- No. of episodes: 6

Release
- Original network: ITV1
- Original release: 14 January – 18 February 2019

Series chronology
- ← Previous Series 7

= Cold Feet series 8 =

The eighth series of the British comedy-drama television series Cold Feet aired on the ITV network during January 2019.

== Cast ==
===Main===
- James Nesbitt as Adam Williams
- Robert Bathurst as David Marsden
- Hermione Norris as Karen Marsden
- John Thomson as Pete Gifford
- Fay Ripley as Jenny Gifford
- Ceallach Spellman as Matt Williams

===Supporting===
- Jacey Salles as Ramona Ramirez
- Daisy Edgar-Jones as Olivia Marsden
- Sylvie Briggs as Ellie Marsden
- Jack Harper as Adam Gifford
- Madeleine Edmondson as Chloe Gifford
- Siobhan Finneran as Nikki Kirkbright
- Lucy Robinson as Robyn Duff
- Eve Myles as Karen's friend and Adam's love interest – Caitlin Henderson

== Episodes ==

| No. | Title | Directed by | Written by | Original release date | Viewers (millions) |
| 48 | Episode 1 | Rebecca Gatward | Mike Bullen | 14 January 2019. | 6.02 |
After suffering a few knockbacks, Adam starts to question whether he’s lost his mojo until he catches the eye of attractive young barista, Gemma. He’s initially cautious, but when she makes the first move and he decides to go for it, Matt’s reaction takes him by surprise. Mature student Jenny’s been throwing herself into uni life but all that looks set to change when she receives some unexpected news.
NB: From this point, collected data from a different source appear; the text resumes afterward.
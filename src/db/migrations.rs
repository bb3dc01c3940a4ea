//! SQLite initialization and schema migrations for stored scenario runs.

use sqlx::sqlite::{SqliteConnection, SqlitePool, SqlitePoolOptions};
use std::path::Path;
use tracing::{debug, info};

/// Open (creating if needed) the results database and bring its schema up to date.
pub async fn init_db(db_path: &str) -> Result<SqlitePool, sqlx::Error> {
    if let Some(parent) = Path::new(db_path).parent() {
        if !parent.as_os_str().is_empty() {
            std::fs::create_dir_all(parent).map_err(sqlx::Error::Io)?;
        }
    }

    let pool = SqlitePoolOptions::new()
        .max_connections(5)
        .after_connect(|conn, _meta| Box::pin(async move { configure_connection(conn).await }))
        .connect(&format!("sqlite:{}?mode=rwc", db_path))
        .await?;

    run_migrations(&pool).await?;

    info!("Results database ready at {}", db_path);
    Ok(pool)
}

/// Apply `schema.sql`. Every statement is idempotent.
async fn run_migrations(pool: &SqlitePool) -> Result<(), sqlx::Error> {
    let statements: Vec<&str> = include_str!("schema.sql")
        .split(';')
        .map(str::trim)
        .filter(|s| !s.is_empty())
        .collect();
    for statement in &statements {
        sqlx::query(statement).execute(pool).await?;
    }
    debug!("Applied {} schema statements", statements.len());
    Ok(())
}

/// Per-connection pragmas. Foreign keys must be on for run deletion to cascade.
async fn configure_connection(conn: &mut SqliteConnection) -> Result<(), sqlx::Error> {
    use sqlx::Row;

    sqlx::query("PRAGMA foreign_keys = ON")
        .execute(&mut *conn)
        .await?;

    // Returns the mode actually in effect.
    let row = sqlx::query("PRAGMA journal_mode = WAL")
        .fetch_one(&mut *conn)
        .await?;
    let journal_mode: String = row.get(0);
    debug!("SQLite journal_mode: {}", journal_mode);

    sqlx::query("PRAGMA busy_timeout = 5000")
        .execute(&mut *conn)
        .await?;
    sqlx::query("PRAGMA synchronous = NORMAL")
        .execute(&mut *conn)
        .await?;
    Ok(())
}
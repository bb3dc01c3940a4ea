//! Execution cost model: slippage plus a latency penalty, in currency.

use crate::domain::Decimal;
use serde::{Deserialize, Serialize};
use std::fmt;
use std::str::FromStr;

/// Volatility assumed when none is supplied to the vol-scaled model.
pub const DEFAULT_VOLATILITY: f64 = 0.01;

#[derive(Debug, Clone, Copy, PartialEq, Eq, Hash, Serialize, Deserialize)]
#[serde(rename_all = "snake_case")]
pub enum SlippageModel {
    /// A flat basis-point fraction of notional.
    FixedBps,
    /// Base bps scaled by recent volatility.
    VolScaled,
}

impl fmt::Display for SlippageModel {
    fn fmt(&self, f: &mut fmt::Formatter<'_>) -> fmt::Result {
        match self {
            SlippageModel::FixedBps => write!(f, "fixed_bps"),
            SlippageModel::VolScaled => write!(f, "vol_scaled"),
        }
    }
}

impl FromStr for SlippageModel {
    type Err = String;

    fn from_str(s: &str) -> Result<Self, Self::Err> {
        match s.trim().to_ascii_lowercase().as_str() {
            "fixed_bps" => Ok(SlippageModel::FixedBps),
            "vol_scaled" => Ok(SlippageModel::VolScaled),
            other => Err(format!("must be fixed_bps or vol_scaled, got {}", other)),
        }
    }
}

#[derive(Debug, Clone, PartialEq, Eq, Serialize, Deserialize)]
pub struct ExecutionCostConfig {
    pub enabled: bool,
    pub model: SlippageModel,
    pub fixed_bps: Decimal,
    pub base_bps: Decimal,
    pub latency_ms: u64,
}

impl Default for ExecutionCostConfig {
    fn default() -> Self {
        Self {
            enabled: false,
            model: SlippageModel::FixedBps,
            fixed_bps: Decimal::from(5),
            base_bps: Decimal::from(3),
            latency_ms: 50,
        }
    }
}

#[derive(Debug, Clone, Copy, PartialEq, Eq, Default, Serialize, Deserialize)]
pub struct CostBreakdown {
    pub slippage: Decimal,
    pub latency: Decimal,
    pub total: Decimal,
}

/// Latency penalty in basis points.
pub fn latency_bps(latency_ms: u64) -> Decimal {
    let bps = match latency_ms {
        0..=9 => 0,
        10..=49 => 1,
        50..=199 => 3,
        _ => 5,
    };
    Decimal::from(bps)
}

/// Slippage in basis points for the configured model.
pub fn slippage_bps(config: &ExecutionCostConfig, volatility: Option<f64>) -> Decimal {
    match config.model {
        SlippageModel::FixedBps => config.fixed_bps,
        SlippageModel::VolScaled => {
            let vol = volatility.unwrap_or(DEFAULT_VOLATILITY);
            let multiplier = (vol * 100.0).clamp(1.0, 5.0);
            let multiplier = Decimal::from_f64(multiplier).unwrap_or_else(Decimal::one);
            config.base_bps * multiplier
        }
    }
}

fn bps_of(notional: Decimal, bps: Decimal) -> Decimal {
    notional * bps / Decimal::bps_denominator()
}

/// Full cost breakdown of filling `notional`.
pub fn estimate(
    price: Decimal,
    notional: Decimal,
    config: &ExecutionCostConfig,
    volatility: Option<f64>,
) -> CostBreakdown {
    if !config.enabled || !notional.is_positive() || !price.is_positive() {
        return CostBreakdown::default();
    }

    let slippage = bps_of(notional, slippage_bps(config, volatility));
    let latency = bps_of(notional, latency_bps(config.latency_ms));
    CostBreakdown {
        slippage,
        latency,
        total: slippage + latency,
    }
}

/// Currency cost of filling `notional` at `price`.
pub fn execution_cost(
    price: Decimal,
    notional: Decimal,
    config: &ExecutionCostConfig,
    volatility: Option<f64>,
) -> Decimal {
    estimate(price, notional, config, volatility).total
}

#[cfg(test)]
mod tests {
    use super::*;

    fn d(s: &str) -> Decimal {
        Decimal::from_str_canonical(s).unwrap()
    }

    fn enabled(model: SlippageModel) -> ExecutionCostConfig {
        ExecutionCostConfig {
            enabled: true,
            model,
            ..Default::default()
        }
    }

    #[test]
    fn test_disabled_is_free() {
        let cfg = ExecutionCostConfig::default();
        assert_eq!(execution_cost(d("100"), d("10000"), &cfg, None), Decimal::zero());
    }

    #[test]
    fn test_non_positive_notional_is_free() {
        let cfg = enabled(SlippageModel::FixedBps);
        assert_eq!(execution_cost(d("100"), Decimal::zero(), &cfg, None), Decimal::zero());
        assert_eq!(execution_cost(d("100"), d("-5"), &cfg, None), Decimal::zero());
    }

    #[test]
    fn test_fixed_bps_with_latency() {
        // 5 bps slippage + 3 bps for 50ms latency on 10 000 notional.
        let cfg = enabled(SlippageModel::FixedBps);
        let cost = estimate(d("100"), d("10000"), &cfg, None);
        assert_eq!(cost.slippage, d("5"));
        assert_eq!(cost.latency, d("3"));
        assert_eq!(cost.total, d("8"));
    }

    #[test]
    fn test_latency_buckets() {
        assert_eq!(latency_bps(0), d("0"));
        assert_eq!(latency_bps(9), d("0"));
        assert_eq!(latency_bps(10), d("1"));
        assert_eq!(latency_bps(49), d("1"));
        assert_eq!(latency_bps(50), d("3"));
        assert_eq!(latency_bps(199), d("3"));
        assert_eq!(latency_bps(200), d("5"));
    }

    #[test]
    fn test_vol_scaled_multiplier_is_clamped() {
        let cfg = enabled(SlippageModel::VolScaled);
        // Default vol 0.01 -> multiplier 1.
        assert_eq!(slippage_bps(&cfg, None), d("3"));
        // 0.025 -> 2.5x.
        let scaled = slippage_bps(&cfg, Some(0.025)).to_f64();
        assert!((scaled - 7.5).abs() < 1e-9);
        // Very high vol caps at 5x, very low floors at 1x.
        assert_eq!(slippage_bps(&cfg, Some(0.5)), d("15"));
        assert_eq!(slippage_bps(&cfg, Some(0.0001)), d("3"));
    }

    #[test]
    fn test_slippage_model_parse() {
        assert_eq!("VOL_SCALED".parse::<SlippageModel>().unwrap(), SlippageModel::VolScaled);
        assert!("impact".parse::<SlippageModel>().is_err());
        assert_eq!(SlippageModel::FixedBps.to_string(), "fixed_bps");
    }
}
//! Decision sources: the opaque engines the shield sits in front of.

use crate::domain::{Action, AssetId, Decimal, Regime};
use async_trait::async_trait;
use serde::{Deserialize, Serialize};
use std::fmt;
use tracing::warn;

pub mod momentum;
pub mod registry;
pub mod remote;
pub mod rsi;

pub use momentum::MomentumSource;
pub use registry::{DecisionRegistry, RegistryError};
pub use remote::RemoteSource;
pub use rsi::RsiSource;

/// What a source proposes for one asset at one tick.
#[derive(Debug, Clone, PartialEq, Serialize, Deserialize)]
pub struct Decision {
    pub action: Action,
    /// In [0, 1].
    pub confidence: f64,
    pub regime: Regime,
    /// In [0, 1].
    #[serde(default)]
    pub risk_score: f64,
    #[serde(default)]
    pub reason: String,
}

impl Decision {
    /// Neutral decision used when no source could answer.
    pub fn hold(reason: impl Into<String>) -> Self {
        Self {
            action: Action::Hold,
            confidence: 0.0,
            regime: Regime::Sideways,
            risk_score: 0.0,
            reason: reason.into(),
        }
    }
}

/// Capability interface for a decision engine.
///
/// Implementations may be non-deterministic in general; simulations that must
/// reproduce exactly use one of the deterministic built-ins.
#[async_trait]
pub trait DecisionSource: Send + Sync + fmt::Debug {
    /// Propose an action for `asset` given its trailing window (oldest first,
    /// current price last).
    async fn decide(
        &self,
        asset: &AssetId,
        prices: &[Decimal],
        volumes: Option<&[Decimal]>,
    ) -> Result<Decision, DecisionError>;
}

/// Error type for decision source calls.
#[derive(Debug, Clone, PartialEq)]
pub enum DecisionError {
    /// Connection failure or timeout
    NetworkError(String),
    /// Non-success HTTP status
    HttpError { status: u16, message: String },
    /// Body could not be parsed
    ParseError(String),
    /// Upstream asked us to slow down
    RateLimited,
    /// Response parsed but violates the contract
    InvalidDecision(String),
    /// Source cannot decide on this input
    Unavailable(String),
}

impl fmt::Display for DecisionError {
    fn fmt(&self, f: &mut fmt::Formatter<'_>) -> fmt::Result {
        match self {
            DecisionError::NetworkError(msg) => write!(f, "Network error: {}", msg),
            DecisionError::HttpError { status, message } => {
                write!(f, "HTTP error {}: {}", status, message)
            }
            DecisionError::ParseError(msg) => write!(f, "Parse error: {}", msg),
            DecisionError::RateLimited => write!(f, "Rate limited"),
            DecisionError::InvalidDecision(msg) => write!(f, "Invalid decision: {}", msg),
            DecisionError::Unavailable(msg) => write!(f, "Unavailable: {}", msg),
        }
    }
}

impl std::error::Error for DecisionError {}

/// Which path produced the decision the runner acted on.
#[derive(Debug, Clone, PartialEq, Serialize, Deserialize)]
#[serde(tag = "path", rename_all = "snake_case")]
pub enum DecisionOutcome {
    Live(Decision),
    Fallback { decision: Decision, reason: String },
}

impl DecisionOutcome {
    pub fn decision(&self) -> &Decision {
        match self {
            DecisionOutcome::Live(d) => d,
            DecisionOutcome::Fallback { decision, .. } => decision,
        }
    }

    pub fn is_fallback(&self) -> bool {
        matches!(self, DecisionOutcome::Fallback { .. })
    }
}

/// Ask `primary`; on error ask `fallback`; if that fails too, hold.
///
/// Never returns an error: source failures must not abort a simulation.
pub async fn decide_with_fallback(
    primary: &dyn DecisionSource,
    fallback: &dyn DecisionSource,
    asset: &AssetId,
    prices: &[Decimal],
    volumes: Option<&[Decimal]>,
) -> DecisionOutcome {
    let primary_err = match primary.decide(asset, prices, volumes).await {
        Ok(decision) => return DecisionOutcome::Live(decision),
        Err(e) => e,
    };
    warn!("Decision source failed for {}: {}", asset, primary_err);

    let decision = match fallback.decide(asset, prices, volumes).await {
        Ok(decision) => decision,
        Err(e) => {
            warn!("Fallback decision source failed for {}: {}", asset, e);
            Decision::hold(format!("no source available: {}", e))
        }
    };

    DecisionOutcome::Fallback {
        decision,
        reason: primary_err.to_string(),
    }
}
Meanwhile, Pete bravely saves a young lad, Evan, from drowning but his efforts aren’t as appreciated as he might have liked.
| 49 | Episode 2 | Rebecca Gatward | Mike Bullen | 21 January 2019. | 5.45 |
Adam agrees to a suggestion from Karen and agrees to drama therapy. There, he understands some of his more unlikeable facets. Pete befriends a man he saved from a river, who is undergoing depression. Jenny's fears are revealed when she is informed that she has breast cancer. David accepts that his girlfriend will provide for both of them, while Karen warns her daughters of the dangers of the internet.
| 50 | Episode 3 | Rebecca Gatward | Mark Brotherhood | 28 January 2019. | 5.50 |
The gang go to a music festival to support Adam and his band. David enjoys the perks of festival life a little too much, Adam and Karen try to out-festival each other and Jenny lives it up with her college friends.
| 51 | Episode 4 | John Hardwick | Jan McVerry | 4 February 2019. | 5.49 |
David is homeless and penniless. Jenny has a lumpectomy. Karen sets Adam up to date her friend Caitlin.
| 52 | Episode 5 | John Hardwick | Debbie Oates & Ian Kershaw | 11 February 2019. | 5.46 |
David is living in an airport, until his friends realise and rally round. Jenny starts chemotherapy. Chloe, Jenny's daughter, asks Pete to adopt her. Adam splits up with Caitlin, and he and Karen finally admit their feelings for each other.
| 53 | Episode 6 | John Hardwick | Mike Bullen | 18 February 2019. | 5.58 |
Adam and Karen are enjoying the excitement of their fledging relationship, but are all too aware that their secret will need to come out sometime.

==Production==
ITV commissioned an eighth series of Cold Feet, the third since its 2016 revival, on 30 October 2017. The series began filming in Manchester on 19 March 2018 and continued until July. It will begin airing in January 2019.